- _What is expected_: Looking at the entries, say how many lines contain the string "target". Offer nothing besides the number.

- _Dataset entries_:
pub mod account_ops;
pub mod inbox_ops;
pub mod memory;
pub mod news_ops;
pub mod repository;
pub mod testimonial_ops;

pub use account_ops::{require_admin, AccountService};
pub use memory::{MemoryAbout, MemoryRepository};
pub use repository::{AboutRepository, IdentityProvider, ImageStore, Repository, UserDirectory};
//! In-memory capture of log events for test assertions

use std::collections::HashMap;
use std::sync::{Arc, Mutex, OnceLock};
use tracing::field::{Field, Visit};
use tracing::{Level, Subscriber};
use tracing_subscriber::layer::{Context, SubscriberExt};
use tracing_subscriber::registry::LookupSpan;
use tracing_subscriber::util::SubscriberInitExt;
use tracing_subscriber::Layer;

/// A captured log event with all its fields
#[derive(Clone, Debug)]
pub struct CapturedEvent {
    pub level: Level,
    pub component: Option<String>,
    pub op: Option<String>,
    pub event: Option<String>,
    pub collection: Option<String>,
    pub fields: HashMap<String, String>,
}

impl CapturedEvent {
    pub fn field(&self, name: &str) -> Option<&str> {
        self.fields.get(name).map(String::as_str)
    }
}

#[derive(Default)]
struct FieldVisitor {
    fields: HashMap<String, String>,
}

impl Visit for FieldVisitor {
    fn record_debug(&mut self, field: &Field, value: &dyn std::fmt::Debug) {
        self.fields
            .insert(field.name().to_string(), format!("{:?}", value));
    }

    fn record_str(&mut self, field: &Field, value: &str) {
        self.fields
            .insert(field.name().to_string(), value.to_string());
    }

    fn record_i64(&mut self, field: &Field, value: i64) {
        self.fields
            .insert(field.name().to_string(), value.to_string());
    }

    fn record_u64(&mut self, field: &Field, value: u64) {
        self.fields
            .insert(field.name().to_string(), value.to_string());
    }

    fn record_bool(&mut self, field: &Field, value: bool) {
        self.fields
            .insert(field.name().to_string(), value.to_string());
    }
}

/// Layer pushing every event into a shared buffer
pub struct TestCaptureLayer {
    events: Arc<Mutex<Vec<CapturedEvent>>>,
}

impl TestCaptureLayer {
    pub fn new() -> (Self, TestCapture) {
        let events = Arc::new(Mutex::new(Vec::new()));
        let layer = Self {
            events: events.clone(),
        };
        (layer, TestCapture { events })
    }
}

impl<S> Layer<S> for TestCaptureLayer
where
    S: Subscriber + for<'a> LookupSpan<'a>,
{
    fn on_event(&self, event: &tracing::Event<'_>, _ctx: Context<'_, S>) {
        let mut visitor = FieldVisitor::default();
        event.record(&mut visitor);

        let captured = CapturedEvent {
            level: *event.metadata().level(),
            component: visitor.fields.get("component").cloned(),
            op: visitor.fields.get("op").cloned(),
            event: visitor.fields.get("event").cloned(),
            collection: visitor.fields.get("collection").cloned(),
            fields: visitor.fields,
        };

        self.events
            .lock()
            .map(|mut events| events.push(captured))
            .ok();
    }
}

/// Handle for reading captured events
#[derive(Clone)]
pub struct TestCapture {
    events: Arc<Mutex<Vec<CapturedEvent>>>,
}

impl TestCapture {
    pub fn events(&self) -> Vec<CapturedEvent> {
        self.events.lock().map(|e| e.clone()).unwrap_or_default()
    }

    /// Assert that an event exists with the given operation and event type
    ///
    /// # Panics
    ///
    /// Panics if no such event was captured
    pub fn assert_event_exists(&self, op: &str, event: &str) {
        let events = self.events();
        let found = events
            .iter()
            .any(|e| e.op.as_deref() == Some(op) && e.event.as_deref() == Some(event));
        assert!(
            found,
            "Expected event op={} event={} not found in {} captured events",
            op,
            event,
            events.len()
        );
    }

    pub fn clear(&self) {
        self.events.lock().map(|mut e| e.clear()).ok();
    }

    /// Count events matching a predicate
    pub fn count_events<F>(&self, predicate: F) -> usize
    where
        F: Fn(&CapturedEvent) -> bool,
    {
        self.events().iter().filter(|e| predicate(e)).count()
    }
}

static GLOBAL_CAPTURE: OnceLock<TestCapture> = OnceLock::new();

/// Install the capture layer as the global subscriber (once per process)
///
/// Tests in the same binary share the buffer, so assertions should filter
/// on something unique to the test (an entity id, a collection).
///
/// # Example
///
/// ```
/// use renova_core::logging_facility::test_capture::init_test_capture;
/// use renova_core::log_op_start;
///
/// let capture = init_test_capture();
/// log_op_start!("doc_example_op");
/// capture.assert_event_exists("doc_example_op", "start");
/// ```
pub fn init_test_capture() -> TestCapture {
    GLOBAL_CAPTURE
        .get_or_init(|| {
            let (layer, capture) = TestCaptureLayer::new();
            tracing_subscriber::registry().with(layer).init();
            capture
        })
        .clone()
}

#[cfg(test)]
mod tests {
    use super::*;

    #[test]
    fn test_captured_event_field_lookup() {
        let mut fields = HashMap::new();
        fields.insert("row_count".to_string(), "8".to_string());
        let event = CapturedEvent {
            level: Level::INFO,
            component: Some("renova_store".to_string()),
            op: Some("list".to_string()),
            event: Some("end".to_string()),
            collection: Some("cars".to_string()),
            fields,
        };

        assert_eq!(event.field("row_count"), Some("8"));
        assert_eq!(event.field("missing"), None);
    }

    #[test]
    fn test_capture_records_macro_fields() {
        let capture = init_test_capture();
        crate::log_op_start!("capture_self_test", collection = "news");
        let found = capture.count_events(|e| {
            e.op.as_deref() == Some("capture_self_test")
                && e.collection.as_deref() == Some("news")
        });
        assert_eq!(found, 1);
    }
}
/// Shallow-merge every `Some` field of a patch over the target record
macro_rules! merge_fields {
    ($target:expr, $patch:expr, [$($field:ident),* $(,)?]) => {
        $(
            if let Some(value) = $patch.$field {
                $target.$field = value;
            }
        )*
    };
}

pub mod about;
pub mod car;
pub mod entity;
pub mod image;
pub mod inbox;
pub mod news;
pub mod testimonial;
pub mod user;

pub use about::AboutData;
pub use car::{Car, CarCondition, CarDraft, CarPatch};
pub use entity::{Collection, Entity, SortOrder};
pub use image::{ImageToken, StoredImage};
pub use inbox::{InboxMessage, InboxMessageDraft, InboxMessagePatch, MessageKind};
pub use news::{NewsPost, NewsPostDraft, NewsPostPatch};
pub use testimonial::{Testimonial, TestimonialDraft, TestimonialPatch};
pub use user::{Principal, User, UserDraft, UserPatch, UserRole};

- _Written response_: 3